Seit Bescheiderteilung des Versorgungsamtes B vom 23.06.2009 sind beim Kläger ein Grad der Behinderung (GdB) in Höhe von 50 wegen einer Funktionsstörung des Herzens und das Merkzeichen G anerkannt.
Am 02.07.2009 beantragte der Kläger bei der Beklagten die Übersendung des Beiblattes zum Schwerbehindertenausweis mit einer kostenlosen Wertmarke zur Inanspruchnahme der unentgeltlichen Beförderung im öffentlichen Personennahverkehr, weil er zurzeit Leistungen nach dem 3. Kapitel des SGB XII beziehe und ab Juli 2009 die unentgeltliche Beförderung in Anspruch nehmen wolle.

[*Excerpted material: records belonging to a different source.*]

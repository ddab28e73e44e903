use super::api_utils::api_base;
use web_sys::window;

/// Time a toast stays on screen
pub const DEFAULT_TOAST_TTL_MS: u32 = 5000;

/// localStorage key that overrides the API base (e.g. when the page is served by a dev server)
const API_BASE_STORAGE_KEY: &str = "irlog.api_base";

/// Client-side configuration, provided to the app through context
#[derive(Debug, Clone, PartialEq, Eq)]
pub struct ClientConfig {
    pub api_base: String,
    pub toast_ttl_ms: u32,
}

impl Default for ClientConfig {
    fn default() -> Self {
        Self {
            api_base: String::new(),
            toast_ttl_ms: DEFAULT_TOAST_TTL_MS,
        }
    }
}

impl ClientConfig {
    /// Resolve configuration from the browser environment
    ///
    /// Search order for the API base:
    /// 1. `localStorage["irlog.api_base"]`
    /// 2. The page origin
    pub fn load() -> Self {
        let config = Self::resolve(stored_api_base(), api_base());
        log::info!("API base: '{}'", config.api_base);
        config
    }

    fn resolve(stored: Option<String>, origin: String) -> Self {
        let api_base = stored
            .map(|s| s.trim().to_string())
            .filter(|s| !s.is_empty())
            .unwrap_or(origin);
        Self {
            api_base,
            ..Self::default()
        }
    }
}

fn stored_api_base() -> Option<String> {
    window()?
        .local_storage()
        .ok()??
        .get_item(API_BASE_STORAGE_KEY)
        .ok()?
}
pub mod api_utils;
pub mod config;
pub mod icons;
pub mod modal;
pub mod notify;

Mit Bescheid vom 20.07.2009 in Gestalt des Widerspruchsbescheids vom 25 8. 2009 lehnte die Beklagte die beantragte Ausstellung des kostenfreien Beiblattes ab, weil der Kläger keine Leistungen nach dem SGB XII erhalte.
Mit seiner rechtzeitig erhobenen Klage hat der Kläger vorgetragen, es sei aus Gründen der Gleichbehandlung, insbesondere unter Beachtung von Art. 3 Grundgesetz (GG) nicht zu rechtfertigen, ihm nur deshalb keine kostenfreie Wertmarke zu gewähren, weil er Leistungen gemäß § 2 AsylbLG und damit nur entsprechend dem SGB XII erhalte. Ein sachlicher Grund für eine Ungleichbehandlung der Bezieher von Leistungen nach dem 8GB XII und der Bezieher von Analogleistungen über § 2 AsylbLG sei nicht zu erkennen.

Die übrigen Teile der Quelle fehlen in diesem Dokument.